Hacker News new | ask | show | jobs
by scarface_74 802 days ago
The only reason utilities are regulated are because they are natural monopoly. It doesn’t make sense to have more than one utility company with right of way to dig up streets to create the needed infrastructure.

To an extent, cellular is a natural oligopoly. Each carrier needs enough spectrum to have decent service. But it isn’t a monopoly.

3 comments

> To an extent, cellular is a natural oligopoly. Each carrier needs enough spectrum to have decent service. But it isn’t a monopoly.

It's a natural monopoly in exactly the same way any other utility is. "It doesn't make sense to have more than one utility build towers everywhere to create the needed infrastructure." In theory if only one company did it you would only need one set of towers and costs would be lower. But a private monopoly doesn't exactly optimize costs either, and some utilities cost more to duplicate than others. It's much more expensive to have redundant roads than redundant cables running along the same set of utility poles or in the same cable trench, and cell towers are on that end of the range.

The spectrum is a red herring. You could operate live auctions to bid on spectrum in real time in areas of scarcity instead of allocating it permanently to particular companies. This would also give companies the incentive to operate more towers at lower power levels, because you'd only need to bid on spectrum in the same collision domain and lower power levels would cause that to be smaller areas with less contention, lowering their spectrum costs.

Do you realize how complicated that would make both the phones and leaving an area? Besides, even today some phones only operate over certain parts of the spectrum and some parts of the spectrum aren’t even conducive to transmitting through walls - the issue T-Mobile had for years.

And what problem are you trying to solve again?

The only reason why anything is regulated is because society decided that the consequences of not regulating it produce undesirable outcomes for too many people in said society.

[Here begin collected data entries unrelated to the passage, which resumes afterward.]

#[tokio::test]
async fn learnings_failure_falls_back_and_continues() {
    let backend = Arc::new(
        ScriptedBackend::default().script(StageId::Learnings, vec![Script::Fail(unreachable())]),
    );
    let (tx, mut rx) = mpsc::channel(1024);
    let coordinator = build(&backend).with_event_channel(tx);

    let state = coordinator.start("X").await.unwrap();
    let events = drain(&mut rx);

    assert_eq!(state.count(StageId::Learnings), 1);
    let fallback = state.latest(StageId::Learnings);
    assert!(fallback.starts_with(FALLBACK_TAG));
    assert!(state.completed_stages.contains(&StageId::Learnings));

    // Downstream received the fallback as its input
    let oa_prompt = &backend.prompts(StageId::OpportunityAnalysis)[0];
    assert!(oa_prompt.contains(fallback));

    let warnings: Vec<_> = events
        .iter()
        .filter(|e| e.kind == SwarmEventKind::StageWarning)
        .collect();
    assert_eq!(warnings.len(), 1);
    assert_eq!(warnings[0].stage, Some(StageId::Learnings));
    assert_eq!(state.current_stage, PipelineStage::Feedback);
}

#[tokio::test]
async fn broken_stream_slot_is_fully_replaced() {
    let backend = Arc::new(ScriptedBackend::default().script(
        StageId::Proposer,
        vec![Script::Broken(
            vec!["Half a propos"],
            BackendError::MalformedFrame("{bad".to_string()),
        )],
    ));
    let coordinator = build(&backend);

    let state = coordinator.start("X").await.unwrap();

    let stored = state.latest(StageId::Proposer);
    assert!(stored.starts_with(FALLBACK_TAG));
    assert!(!stored.contains("Half a propos"));
}

#[tokio::test]
async fn aggregator_failure_aborts_run() {
    let backend = Arc::new(ScriptedBackend::default().script(
        StageId::Aggregator,
        vec![Script::Fail(BackendError::Status {
            status: 500,
            body: "boom".to_string(),
        })],
    ));
    let (tx, mut rx) = mpsc::channel(1024);
    let coordinator = build(&backend).with_event_channel(tx);

    let err = coordinator.start("X").await.unwrap_err();
    assert!(matches!(
        err,
        PipelineError::StageFailed {
            stage: StageId::Aggregator,
            ..
        }
    ));

    let state = coordinator.snapshot().await;
    assert_eq!(state.current_stage, PipelineStage::Idle);
    assert!(state.last_error.as_deref().unwrap().contains("boom"));
    assert_eq!(backend.calls(StageId::FactsExtractor), 0);
    assert_eq!(
        count_kind(&drain(&mut rx), SwarmEventKind::PipelineFailed),
        1
    );

    // The interrupted run resumes at the failed stage
    let resumed = coordinator.resume().await.unwrap();
    assert_eq!(resumed.current_stage, PipelineStage::Feedback);
    assert_eq!(backend.calls(StageId::Search), 1);
    assert_eq!(resumed.count(StageId::Aggregator), 2);
    assert_eq!(resumed.latest(StageId::Aggregator), "aggregator output");
}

This is decidedly the case with ISPs today, so arguments over the pedantic definition of monopolies and whether it applies here are rather irrelevant.

We are talking about mobilr providers. Are you really saying there is no competition?

What do you hope to gain by regulation?

Agriculture isn't a natural monopoly either, but that doesn't mean we shouldn't have food safety standards.
Yes because something that will literally kill you if there aren’t standards is analogous to net neutrality.

But even if it were, it’s #199542 why HN commenters don’t understand what a “monopoly” is and why utilities that require physical infrastructure which are natural monopolies aren’t the same as cellular where there are three healthy competitors.